Het overschot van de samengebrachte gelden diende om in de eetzaal van Aalst marmeren platen te plaatsen, waarop in grote gouden letters de namen gebeiteld werden van onze twee honderd gesneuvelde makkers. En dan nog bleef geld genoeg over om een prijs te stichten « Prijs van het Monument », welke ieder jaar aan de meest verdienstelijke leerling der Cadettenschool zou verleend worden.

C. Bijeenkomst der zes Scholen te Brussel

Op 22 juli 1923, had te Brussel een grootse betoging plaats, ingericht en bekostigt door de Vereniging, in een massa de zes Pupillen- en Cadettenscholen bundelend en begeleid door het muziekkorps van Aalst en de trompettenkorpsen der andere scholen. Opgesteld in het Park te Brussel, werden zij door Kroonprins Leopold geschouwd, waarna zij vóór Hem defileerden. Op weg naar de Onbekende Soldaat defileerden zij op de hoek der Koninklijke straat vóór de Minister van Landsverdediging.

Al de pupillen en cadetten brachten individueel hulde aan de Onbekende Soldaat. Van iedere lagere Nederlandstalige en Franstalige Pupillenschool nam een leerling publiekelijk het woord, waarna de Jonge Garde en de Vereniging vóór het Monument defileerden. Daarna kwamen de Scholen bijeen op de Grote Markt, voor een indrukwekkende groet aan onze vaandels. Zij werden vervolgens uitgenodigd op een banket met 1200 deelnemers in de Madeleine-zaal.

D. Vlaggen der Pupillenscholen

Reeds in 1923 stelde onze Vereniging aan de Minister van Landsverdediging voor om aan ieder der zes Pupillen- en Cadettenscholen een vlag toe te kennen. Ze stelde voor om  zelf de kosten ervan te dragen. Uiteindelijk, in 1926, besloot de Minister van Landverdediging ons herhaald voorstel aan te nemen. De plechtige overhandiging door generaal RUQUOY L. – oud Troepskind – vertegenwoordiger van de Minister van Landsverdediging, nam plaats op 28 november 1926 op de Graanmarkt, rechtover de school van Aalst.

Het vaandel van de Koninklijke Cadettenschool is één van die zes vaandels. De vijf andere werden aan het Koninklijk Legermuseum toevertrouwd.

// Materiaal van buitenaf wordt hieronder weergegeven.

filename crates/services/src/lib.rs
pub mod services;
#[tokio::test]
async fn dismissed_notifications_are_gone() {
    let board = BoardService::new(Arc::new(MemoryGateway::new()), BoardConfig::default());
    let first = board.add_notification(NotificationKind::Info, "One");
    board.add_notification(NotificationKind::Error, "Two");

    assert!(board.dismiss_notification(first.id));
    assert!(!board.dismiss_notification(first.id));
    let messages: Vec<_> = board.notifications().into_iter().map(|n| n.message).collect();
    assert_eq!(messages, ["Two"]);
}

#[tokio::test]
async fn profiles_load_from_the_gateway() {
    let gateway = seeded_gateway();
    gateway
        .seed(
            Table::Profiles,
            &[serde_json::json!({
                "id": "user-1",
                "email": "ada@example.com",
                "role": "admin",
                "created_at": "2024-03-01T08:00:00Z"
            })],
        )
        .unwrap();
    let board = BoardService::new(gateway.clone(), BoardConfig::default());

    board.fetch_profiles().await.unwrap();
    assert_eq!(board.profiles().len(), 1);
    assert!(board.profiles()[0].is_admin());

    gateway.fail_next(Table::Profiles, GatewayOp::Select);
    assert!(board.fetch_profiles().await.is_err());
    assert_eq!(errors(&board), ["Failed to load profiles"]);
}
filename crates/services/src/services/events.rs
use serde::Serialize;
use strum_macros::Display;
use tokio::sync::broadcast;

/// What changed in the board state. Subscribers re-read the affected view.
#[derive(Debug, Clone, PartialEq, Eq, Serialize, Display)]
#[serde(tag = "type", rename_all = "snake_case")]
#[strum(serialize_all = "snake_case")]
pub enum BoardEvent {
    TasksChanged,
    SubtasksChanged { task_id: String },
    CommentsChanged { task_id: String },
    ProfilesChanged,
    NotificationsChanged,
    LoadingChanged,
    SelectionChanged,
}

/// Broadcast of `BoardEvent`s. Slow subscribers lag and skip events rather
/// than stalling the store.
#[derive(Debug, Clone)]
pub struct ChangeFeed {
    sender: broadcast::Sender<BoardEvent>,
}

impl ChangeFeed {
    pub fn new(capacity: usize) -> Self {
        let (sender, _) = broadcast::channel(capacity.max(1));
        Self { sender }
    }

    pub fn publish(&self, event: BoardEvent) {
        tracing::trace!(%event, "board event");
        // No subscribers is fine.
        let _ = self.sender.send(event);
    }

    pub fn subscribe(&self) -> broadcast::Receiver<BoardEvent> {
        self.sender.subscribe()
    }
}
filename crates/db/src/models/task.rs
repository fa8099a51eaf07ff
use chrono::{DateTime, Utc};
use serde::{Deserialize, Serialize};
use serde_json::{Map, Value, json};

pub use crate::types::Priority;
use crate::gateway::{Gateway, GatewayError, Table};

#[derive(Debug, Clone, PartialEq, Serialize, Deserialize)]
pub struct Task {
    pub id: String,
    pub column_id: String,
    pub content: String,
    #[serde(default)]
    pub priority: Priority,
    #[serde(default)]
    pub assignee_id: Option<String>,
    #[serde(default)]
    pub description: Option<String>,
    #[serde(default)]
    pub due_date: Option<DateTime<Utc>>,
    pub created_at: DateTime<Utc>,
    pub updated_at: DateTime<Utc>,
}

#[derive(Debug, Clone, Serialize, Deserialize)]
pub struct CreateTask {
    pub column_id: String,
    pub content: String,
    pub priority: Option<Priority>,
    pub assignee_id: Option<String>,
}

impl CreateTask {
    pub fn new(column_id: impl Into<String>, content: impl Into<String>) -> Self {
        Self {
            column_id: column_id.into(),
            content: content.into(),
            priority: None,
            assignee_id: None,
        }
    }

    pub fn with_priority(mut self, priority: Priority) -> Self {
        self.priority = Some(priority);
        self
    }
}

/// Partial field set for a task update. `Some(None)` clears a nullable column.
#[derive(Debug, Clone, Default, PartialEq, Serialize)]
pub struct UpdateTask {
    #[serde(skip_serializing_if = "Option::is_none")]
    pub column_id: Option<String>,
    #[serde(skip_serializing_if = "Option::is_none")]
    pub content: Option<String>,
    #[serde(skip_serializing_if = "Option::is_none")]
    pub priority: Option<Priority>,
    #[serde(skip_serializing_if = "Option::is_none")]
    pub assignee_id: Option<Option<String>>,
    #[serde(skip_serializing_if = "Option::is_none")]
    pub description: Option<Option<String>>,
    #[serde(skip_serializing_if = "Option::is_none")]
    pub due_date: Option<Option<DateTime<Utc>>>,
}

impl UpdateTask {
    pub fn content(content: impl Into<String>) -> Self {
        Self {
            content: Some(content.into()),
            ..Default::default()
        }
    }

    pub fn priority(priority: Priority) -> Self {
        Self {
            priority: Some(priority),
            ..Default::default()
        }
    }

    pub fn column(column_id: impl Into<String>) -> Self {
        Self {
            column_id: Some(column_id.into()),
            ..Default::default()
        }
    }

    pub fn assignee(assignee_id: Option<String>) -> Self {
        Self {
            assignee_id: Some(assignee_id),
            ..Default::default()
        }
    }

    pub fn description(description: Option<String>) -> Self {
        Self {
            description: Some(description),
            ..Default::default()
        }
    }

    pub fn due_date(due_date: Option<DateTime<Utc>>) -> Self {
        Self {
            due_date: Some(due_date),
            ..Default::default()
        }
    }

    pub fn is_empty(&self) -> bool {
        *self == Self::default()
    }
}

impl Task {
    /// Builds the local row shown before the remote insert is confirmed.
    pub fn draft(id: String, data: &CreateTask, now: DateTime<Utc>) -> Self {
        Self {
            id,
            column_id: data.column_id.clone(),
            content: data.content.clone(),
            priority: data.priority.unwrap_or_default(),
            assignee_id: data.assignee_id.clone(),
            description: None,
            due_date: None,
            created_at: now,
            updated_at: now,
        }
    }

    /// Applies an update locally, mirroring what the remote row will hold.
    pub fn apply(&mut self, data: &UpdateTask, now: DateTime<Utc>) {
        if let Some(column_id) = &data.column_id {
            self.column_id = column_id.clone();
        }
        if let Some(content) = &data.content {
            self.content = content.clone();
        }
        if let Some(priority) = data.priority {
            self.priority = priority;
        }
        if let Some(assignee_id) = &data.assignee_id {
            self.assignee_id = assignee_id.clone();
        }
        if let Some(description) = &data.description {
            self.description = description.clone();
        }
        if let Some(due_date) = data.due_date {
            self.due_date = due_date;
        }
        self.updated_at = now;
    }

    pub async fn find_all<G: Gateway + ?Sized>(gateway: &G) -> Result<Vec<Self>, GatewayError> {
        let rows = gateway.select(Table::Tasks, None).await?;
        rows.into_iter()
            .map(|row| serde_json::from_value(row).map_err(GatewayError::from))
            .collect()
    }

    /// Inserts a task under a caller-supplied id so the local draft and the
    /// stored row share an identifier from the start.
    pub async fn create<G: Gateway + ?Sized>(
        gateway: &G,
        data: &CreateTask,
        task_id: &str,
    ) -> Result<Self, GatewayError> {
        let mut row = Map::new();
        row.insert("id".to_string(), json!(task_id));
        row.insert("column_id".to_string(), json!(data.column_id));
        row.insert("content".to_string(), json!(data.content));
        row.insert(
            "priority".to_string(),
            json!(data.priority.unwrap_or_default()),
        );
        if let Some(assignee_id) = &data.assignee_id {
            row.insert("assignee_id".to_string(), json!(assignee_id));
        }

        let stored = gateway.insert(Table::Tasks, Value::Object(row)).await?;
        Ok(serde_json::from_value(stored)?)
    }

    pub async fn update<G: Gateway + ?Sized>(
        gateway: &G,
        id: &str,
        data: &UpdateTask,
    ) -> Result<(), GatewayError> {
        let fields = serde_json::to_value(data)?;
        gateway.update(Table::Tasks, id, fields).await
    }

    pub async fn delete<G: Gateway + ?Sized>(gateway: &G, id: &str) -> Result<(), GatewayError> {
        gateway.delete(Table::Tasks, id).await
    }
}
pub mod column;
pub mod comment;
pub mod profile;
pub mod subtask;
pub mod task;
use serde::{Deserialize, Serialize};
use strum_macros::{Display, EnumString};

#[derive(
    Clone, Copy, Debug, PartialEq, Eq, Hash, Serialize, Deserialize, EnumString, Display, Default,
)]
#[serde(rename_all = "lowercase")]
#[strum(serialize_all = "lowercase")]
pub enum Priority {
    High,
    #[default]
    Medium,
    Low,
}

#[derive(
    Clone, Copy, Debug, PartialEq, Eq, Hash, Serialize, Deserialize, EnumString, Display, Default,
)]
#[serde(rename_all = "lowercase")]
#[strum(serialize_all = "lowercase")]
pub enum ProfileRole {
    Admin,
    #[default]
    User,
}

E. Maandblad «L’Enfant de Troupe»

Reeds vóór 1914, werd door de Vereniging een periodiek bulletin aan de leden verstuurd. Uiteraard verdween deze publicatie tijdens de oorlog. Het daagde opnieuw op in juli 1921, onder de titel « L’Enfant de Troupe ». Het vertegenwoordigt het beste bindmiddel tussen de leden. Herhaaldelijk kwam het in het openbaar op, ter verdediging van de belangen van onze Jonge Garde, en voor het bedreigd bestaan der scholen.

Laat ons herinneren aan :

F. Vakantie- en Huisvestingsfonds

Reeds in 1920, bij gelegenheid van het bezoek aan scholen, vernamen de leden dat bepaalde wezen of kinderen van onbemiddelde ouders, de vakantieweken in de school moesten doorbrengen. Spontaan stelden bepaalde leden voor ze gedurende de vakantie in eigen familiekring op te nemen.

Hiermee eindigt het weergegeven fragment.